MY NOTES: Business Organizations | Constitutional Law I | Copyright Law | Evidence | Wills and Trusts

Ehat v. Tanner, 780 F.2d 876 (1985) p.830

SUBJECT

Federal preemption of state law

FACTS

Scholar brought action alleging injury from unauthorized reproduction and sale of literary material in which he claimed proprietary interest.

PROCEDURE

The District Court for the District of Utah, A. Sherman Christensen, J., entered judgment against defendants. Defendants appealed.

ISSUE

Was there some original expression here and was there some copying? Was the state law preempted?

HOLDING

The Court of Appeals, Seymour, Circuit Judge, held that state common-law claims for unfair competition and unjust enrichment were preempted by federal copyright statute.

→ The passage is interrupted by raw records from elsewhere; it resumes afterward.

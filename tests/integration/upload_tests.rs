//! End-to-end upload tests
//!
//! These tests stand up mock servers for both the crawl API and the
//! knowledge-base service and exercise the structured upload path, the raw
//! HTTP fallback, and double-failure recording.

use crate::common::{scrape_markdown_body, test_config, upload_options};
use pagelift::{Coordinator, RunStatus, UploadStatus};
use tempfile::TempDir;
use wiremock::matchers::{body_partial_json, method, path, query_param};
use wiremock::{Mock, MockServer, ResponseTemplate};

/// Mounts the happy-path structured client mocks for one document
async fn mount_structured_kb(kb: &MockServer, document_id: &str) {
    Mock::given(method("GET"))
        .and(path("/api/v1/datasets"))
        .and(query_param("name", "articles"))
        .respond_with(ResponseTemplate::new(200).set_body_json(serde_json::json!({
            "data": [ { "id": "ds-1", "name": "articles" } ]
        })))
        .mount(kb)
        .await;

    // Document does not exist yet
    Mock::given(method("GET"))
        .and(path("/api/v1/datasets/ds-1/documents"))
        .and(query_param("id", document_id))
        .respond_with(ResponseTemplate::new(200).set_body_json(serde_json::json!({ "data": [] })))
        .mount(kb)
        .await;

    Mock::given(method("POST"))
        .and(path("/api/v1/datasets/ds-1/documents"))
        .respond_with(ResponseTemplate::new(200).set_body_json(serde_json::json!({
            "data": { "id": document_id }
        })))
        .mount(kb)
        .await;

    Mock::given(method("POST"))
        .and(path(format!(
            "/api/v1/datasets/ds-1/documents/{}/chunks",
            document_id
        )))
        .respond_with(ResponseTemplate::new(200).set_body_json(serde_json::json!({})))
        .mount(kb)
        .await;
}

#[tokio::test]
async fn test_structured_upload_path() {
    let crawl = MockServer::start().await;
    let kb = MockServer::start().await;
    let out_dir = TempDir::new().unwrap();

    Mock::given(method("POST"))
        .and(path("/v1/scrape"))
        .respond_with(
            ResponseTemplate::new(200).set_body_json(scrape_markdown_body("# Short article")),
        )
        .mount(&crawl)
        .await;

    mount_structured_kb(&kb, "doc-page-1").await;

    let config = test_config(&crawl.uri(), &kb.uri(), out_dir.path().to_str().unwrap());
    let coordinator = Coordinator::new(
        config,
        upload_options("https://example.com/article/", 1, 1),
    )
    .expect("coordinator");
    let summary = coordinator.process().await;

    assert_eq!(summary.status, RunStatus::Success);
    assert_eq!(summary.uploaded_pages, 1);
    assert_eq!(summary.details.len(), 1);

    let outcome = &summary.details[0];
    assert_eq!(outcome.status, UploadStatus::Success);
    assert_eq!(outcome.document_id, "doc-page-1");
    // "# Short article" fits in one chunk
    assert_eq!(outcome.chunk_count, 1);
}

#[tokio::test]
async fn test_fallback_engages_when_client_path_fails() {
    let crawl = MockServer::start().await;
    let kb = MockServer::start().await;
    let out_dir = TempDir::new().unwrap();

    Mock::given(method("POST"))
        .and(path("/v1/scrape"))
        .respond_with(
            ResponseTemplate::new(200).set_body_json(scrape_markdown_body("# Fallback article")),
        )
        .mount(&crawl)
        .await;

    // Structured path dies at dataset lookup
    Mock::given(method("GET"))
        .and(path("/api/v1/datasets"))
        .respond_with(ResponseTemplate::new(500).set_body_string("lookup down"))
        .mount(&kb)
        .await;

    // Raw fallback carries all chunks in one call
    Mock::given(method("POST"))
        .and(path("/knowledge_bases/articles/documents/doc-page-1"))
        .and(body_partial_json(serde_json::json!({
            "metadata": { "source": "crawl-api", "format": "markdown" }
        })))
        .respond_with(ResponseTemplate::new(200).set_body_json(serde_json::json!({})))
        .expect(1)
        .mount(&kb)
        .await;

    let config = test_config(&crawl.uri(), &kb.uri(), out_dir.path().to_str().unwrap());
    let coordinator = Coordinator::new(
        config,
        upload_options("https://example.com/article/", 1, 1),
    )
    .expect("coordinator");
    let summary = coordinator.process().await;

    assert_eq!(summary.status, RunStatus::Success);
    assert_eq!(summary.uploaded_pages, 1);
    assert_eq!(summary.details[0].status, UploadStatus::Success);
}

#[tokio::test]
async fn test_double_failure_is_recorded_per_page() {
    let crawl = MockServer::start().await;
    let kb = MockServer::start().await;
    let out_dir = TempDir::new().unwrap();

    Mock::given(method("POST"))
        .and(path("/v1/scrape"))
        .respond_with(ResponseTemplate::new(200).set_body_json(scrape_markdown_body("# Doomed")))
        .mount(&crawl)
        .await;

    // Both upload paths fail for every document
    Mock::given(method("GET"))
        .and(path("/api/v1/datasets"))
        .respond_with(ResponseTemplate::new(500).set_body_string("no datasets"))
        .mount(&kb)
        .await;
    Mock::given(method("POST"))
        .respond_with(ResponseTemplate::new(500).set_body_string("no fallback either"))
        .mount(&kb)
        .await;

    let config = test_config(&crawl.uri(), &kb.uri(), out_dir.path().to_str().unwrap());
    let coordinator = Coordinator::new(
        config,
        upload_options("https://example.com/article/", 1, 2),
    )
    .expect("coordinator");
    let summary = coordinator.process().await;

    // Partial success is success: the crawl worked, uploads did not
    assert_eq!(summary.status, RunStatus::Success);
    assert_eq!(summary.crawled_pages, 2);
    assert_eq!(summary.uploaded_pages, 0);

    // Every page got its own recorded outcome
    assert_eq!(summary.details.len(), 2);
    for (outcome, expected_doc) in summary.details.iter().zip(["doc-page-1", "doc-page-2"]) {
        assert_eq!(outcome.status, UploadStatus::Error);
        assert_eq!(outcome.document_id, expected_doc);
        assert!(outcome.error_detail.is_some());
    }
}

#[tokio::test]
async fn test_existing_document_is_not_recreated() {
    let crawl = MockServer::start().await;
    let kb = MockServer::start().await;
    let out_dir = TempDir::new().unwrap();

    Mock::given(method("POST"))
        .and(path("/v1/scrape"))
        .respond_with(ResponseTemplate::new(200).set_body_json(scrape_markdown_body("# Existing")))
        .mount(&crawl)
        .await;

    Mock::given(method("GET"))
        .and(path("/api/v1/datasets"))
        .and(query_param("name", "articles"))
        .respond_with(ResponseTemplate::new(200).set_body_json(serde_json::json!({
            "data": [ { "id": "ds-1", "name": "articles" } ]
        })))
        .mount(&kb)
        .await;

    // Document already exists
    Mock::given(method("GET"))
        .and(path("/api/v1/datasets/ds-1/documents"))
        .and(query_param("id", "doc-page-1"))
        .respond_with(ResponseTemplate::new(200).set_body_json(serde_json::json!({
            "data": [ { "id": "doc-page-1" } ]
        })))
        .mount(&kb)
        .await;

    // Creation must never be called
    Mock::given(method("POST"))
        .and(path("/api/v1/datasets/ds-1/documents"))
        .respond_with(ResponseTemplate::new(200).set_body_json(serde_json::json!({
            "data": { "id": "doc-page-1" }
        })))
        .expect(0)
        .mount(&kb)
        .await;

    Mock::given(method("POST"))
        .and(path("/api/v1/datasets/ds-1/documents/doc-page-1/chunks"))
        .respond_with(ResponseTemplate::new(200).set_body_json(serde_json::json!({})))
        .expect(1)
        .mount(&kb)
        .await;

    let config = test_config(&crawl.uri(), &kb.uri(), out_dir.path().to_str().unwrap());
    let coordinator = Coordinator::new(
        config,
        upload_options("https://example.com/article/", 1, 1),
    )
    .expect("coordinator");
    let summary = coordinator.process().await;

    assert_eq!(summary.uploaded_pages, 1);
}

#[tokio::test]
async fn test_ambiguous_dataset_falls_back() {
    let crawl = MockServer::start().await;
    let kb = MockServer::start().await;
    let out_dir = TempDir::new().unwrap();

    Mock::given(method("POST"))
        .and(path("/v1/scrape"))
        .respond_with(ResponseTemplate::new(200).set_body_json(scrape_markdown_body("# Ambiguous")))
        .mount(&crawl)
        .await;

    // Two datasets share the name: the structured path must refuse to pick
    Mock::given(method("GET"))
        .and(path("/api/v1/datasets"))
        .respond_with(ResponseTemplate::new(200).set_body_json(serde_json::json!({
            "data": [
                { "id": "ds-1", "name": "articles" },
                { "id": "ds-2", "name": "articles" }
            ]
        })))
        .mount(&kb)
        .await;

    Mock::given(method("POST"))
        .and(path("/knowledge_bases/articles/documents/doc-page-1"))
        .respond_with(ResponseTemplate::new(200).set_body_json(serde_json::json!({})))
        .expect(1)
        .mount(&kb)
        .await;

    let config = test_config(&crawl.uri(), &kb.uri(), out_dir.path().to_str().unwrap());
    let coordinator = Coordinator::new(
        config,
        upload_options("https://example.com/article/", 1, 1),
    )
    .expect("coordinator");
    let summary = coordinator.process().await;

    assert_eq!(summary.uploaded_pages, 1);
}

Reversed and remanded.

RATIONAL

Rights upon which were based state common-law claims for unfair competition and unjust enrichment for unauthorized reproduction and sale of literary material in which scholar claimed proprietary interest, were equivalent to exclusive rights within scope of federal copyright laws, and thus were preempted by federal copyright statutes; scholar sought to recover for damage flowing from reproduction and distribution of his notes, rather than conversion for physical deprivation of his notes. Scholar, who brought action based upon unauthorized reproduction and sale of literary material in which he claimed proprietary interest, could not achieve by unfair competition claim that which he failed to achieve under his copyright claim.

Created on: Thursday, November 18, 1999 at 19:42:47 (PST)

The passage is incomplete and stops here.